As economic conditions worsen and state governments balance their budgets by cutting funding to universities, strikes and threats of strikes by faculty and employed students have taken place at a number of major universities. These include:

* The University of Michigan Lecturers’ Employee Organization (LEO) staged a one-day walkout on Thursday, April 8. It is in the process of negotiating its first contract.

* Yale University: In March of 2003, a thousand TAs and RAs in the Graduate Employees and Students Organization joined in a week-long strike along with three other unions representing a total of more than 5,000 workers.
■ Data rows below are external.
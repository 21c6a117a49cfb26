pub mod http_fetcher;
pub mod orchestrator;

use async_trait::async_trait;

use crate::app::Result;
use crate::domain::Verse;

pub use http_fetcher::HttpFetcher;
pub use orchestrator::{ChapterRequest, LoadCompletion, LoadTag, LoadTracker, Orchestrator};

/// Upstream source of per-chapter verse collections.
#[async_trait]
pub trait ContentSource {
    /// Fetch several editions of one chapter in a single request, returned
    /// in the order they were asked for.
    async fn fetch_editions(&self, chapter: u16, editions: &[&str]) -> Result<Vec<Vec<Verse>>>;

    /// Fetch one edition of one chapter.
    async fn fetch_edition(&self, chapter: u16, edition: &str) -> Result<Vec<Verse>>;
}
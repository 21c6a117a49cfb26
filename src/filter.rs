use crate::domain::{AlignedChapter, AlignedRow, Favorites, VerseKey};

/// Search query plus the favorites-only switch.
#[derive(Debug, Clone, Default, PartialEq, Eq)]
pub struct Filter {
    query: String,
    favorites_only: bool,
}

impl Filter {
    pub fn new() -> Self {
        Self::default()
    }

    pub fn query(&self) -> &str {
        &self.query
    }

    pub fn set_query(&mut self, query: impl Into<String>) {
        self.query = query.into();
    }

    pub fn favorites_only(&self) -> bool {
        self.favorites_only
    }

    pub fn toggle_favorites_only(&mut self) -> bool {
        self.favorites_only = !self.favorites_only;
        self.favorites_only
    }

    pub fn is_active(&self) -> bool {
        self.favorites_only || !self.query.is_empty()
    }

    /// Indices into the full chapter of the rows that pass the filter, in
    /// chapter order. The chapter itself is never touched.
    ///
    /// The query is matched as typed, whitespace included.
    pub fn visible_rows(&self, chapter: &AlignedChapter, favorites: &Favorites) -> Vec<usize> {
        let needle = self.query.to_lowercase();
        chapter
            .rows()
            .iter()
            .enumerate()
            .filter(|(_, row)| self.accepts(chapter.chapter(), row, favorites, &needle))
            .map(|(index, _)| index)
            .collect()
    }

    fn accepts(&self, chapter: u16, row: &AlignedRow, favorites: &Favorites, needle: &str) -> bool {
        let favorite_ok =
            !self.favorites_only || favorites.contains(VerseKey::new(chapter, row.ordinal));
        favorite_ok && (needle.is_empty() || row.matches(needle))
    }
}

#[cfg(test)]
mod tests {
    use super::*;
    use crate::aligner::tests::chapter;
    use crate::aligner::{Aligner, ChapterSources};
    use crate::domain::Verse;
    use chrono::Utc;

    fn favorites(keys: &[(u16, u16)]) -> Favorites {
        let mut favorites = Favorites::new();
        for &(c, v) in keys {
            favorites.toggle(VerseKey::new(c, v), Utc::now());
        }
        favorites
    }

    fn texts(original: &[&str], translation: &[&str]) -> AlignedChapter {
        let verses = |texts: &[&str]| {
            texts
                .iter()
                .enumerate()
                .map(|(i, t)| Verse::new(i as u32 + 1, i as u16 + 1, *t))
                .collect::<Vec<_>>()
        };
        Aligner::new().align(
            1,
            ChapterSources {
                text: verses(original),
                translation: verses(translation),
                ..Default::default()
            },
        )
    }

    #[test]
    fn test_no_filter_shows_everything() {
        let ch = chapter(1, 7);
        let rows = Filter::new().visible_rows(&ch, &Favorites::new());
        assert_eq!(rows, (0..7).collect::<Vec<_>>());
    }

    #[test]
    fn test_favorites_only() {
        let ch = chapter(1, 7);
        let favs = favorites(&[(1, 2), (1, 5), (2, 3)]);
        let mut filter = Filter::new();
        filter.toggle_favorites_only();
        assert_eq!(filter.visible_rows(&ch, &favs), vec![1, 4]);
    }

    #[test]
    fn test_query_is_case_insensitive_across_columns() {
        let ch = texts(
            &["بِسْمِ ٱللَّهِ", "ٱلْحَمْدُ لِلَّهِ", "ٱلرَّحْمَٰنِ"],
            &["In the Name of God", "All praise", "The Most Gracious"],
        );
        let mut filter = Filter::new();

        filter.set_query("GRACIOUS");
        assert_eq!(filter.visible_rows(&ch, &Favorites::new()), vec![2]);

        filter.set_query("ٱلْحَمْدُ");
        assert_eq!(filter.visible_rows(&ch, &Favorites::new()), vec![1]);
    }

    #[test]
    fn test_placeholder_text_is_not_searchable() {
        let ch = texts(&["one", "two"], &[]);
        let mut filter = Filter::new();
        filter.set_query("not available");
        assert!(filter.visible_rows(&ch, &Favorites::new()).is_empty());
    }

    #[test]
    fn test_both_conditions_must_hold() {
        let ch = chapter(1, 7);
        let favs = favorites(&[(1, 3), (1, 4)]);
        let mut filter = Filter::new();
        filter.toggle_favorites_only();
        filter.set_query("translation 4");
        assert_eq!(filter.visible_rows(&ch, &favs), vec![3]);
    }

    #[test]
    fn test_visible_indices_satisfy_predicate() {
        let ch = chapter(2, 286);
        let favs = favorites(&[(2, 1), (2, 10), (2, 100), (2, 255), (2, 286)]);
        let mut filter = Filter::new();
        filter.toggle_favorites_only();
        filter.set_query("1");

        let rows = filter.visible_rows(&ch, &favs);
        assert!(!rows.is_empty());
        assert!(rows.windows(2).all(|w| w[0] < w[1]));
        for index in rows {
            let row = ch.row(index).unwrap();
            assert!(favs.contains(VerseKey::new(2, row.ordinal)));
            assert!(row.matches("1"));
        }
        // Filtering left the chapter alone.
        assert_eq!(ch.len(), 286);
    }

    #[test]
    fn test_only_empty_query_is_inactive() {
        let mut filter = Filter::new();
        assert!(!filter.is_active());
        filter.set_query("   ");
        assert!(filter.is_active());
        filter.set_query("");
        assert!(!filter.is_active());
        filter.toggle_favorites_only();
        assert!(filter.is_active());
    }

    #[test]
    fn test_whitespace_in_query_is_kept() {
        let ch = texts(&["one", "two"], &["mercy", "the mercy"]);
        let mut filter = Filter::new();

        filter.set_query("   ");
        assert!(filter.visible_rows(&ch, &Favorites::new()).is_empty());

        filter.set_query(" MERCY");
        assert_eq!(filter.visible_rows(&ch, &Favorites::new()), vec![1]);

        filter.set_query("mercy ");
        assert!(filter.visible_rows(&ch, &Favorites::new()).is_empty());
    }
}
This was Yale’s eighth strike in 35 years and involved more workers than ever before.

* University of Wisconsin: Teaching assistants walked out for a two-day strike on April 27, which is set to be followed by a “grading strike” if a contract agreement is not reached with the State.

* New York University: On April 21, 91 percent of adjunct professors voted to strike at NYU if a bargaining agreement was not reached. An agreement was reached at 6:40 a.m., the morning that the strike was scheduled.

* Rutgers University: Teaching assistants, after working since last June with no contract, voted to strike but the union leadership decided to push it off until next September. The strike could have been made to coincide with the Columbia TA/RA strike.

* University of Pennsylvania: TA union members set a strike vote this month. TAs there are facing an almost identical situation to those at Columbia, where an appeal to the NLRB has been used to indefinitely postpone recognition and enter bargaining.

* University of Hawaii: On March 30 and 31, professors voted to strike over wages. A strike was barely averted when the union agreed to a contract that was grudgingly accepted by the members. Professors had a strike only three years earlier in 2001.

* Pennsylvania State College System: 90 percent of the 5,500 faculty members voted, and 95 percent of those voting supported a strike, according to the union. Despite the overwhelming willingness of the faculty to strike, the union agreed to an unpopular contract and pushed it through. Only 3,300 of the union’s 5,500 members even voted on the contract, and of these about 30 percent opposed it.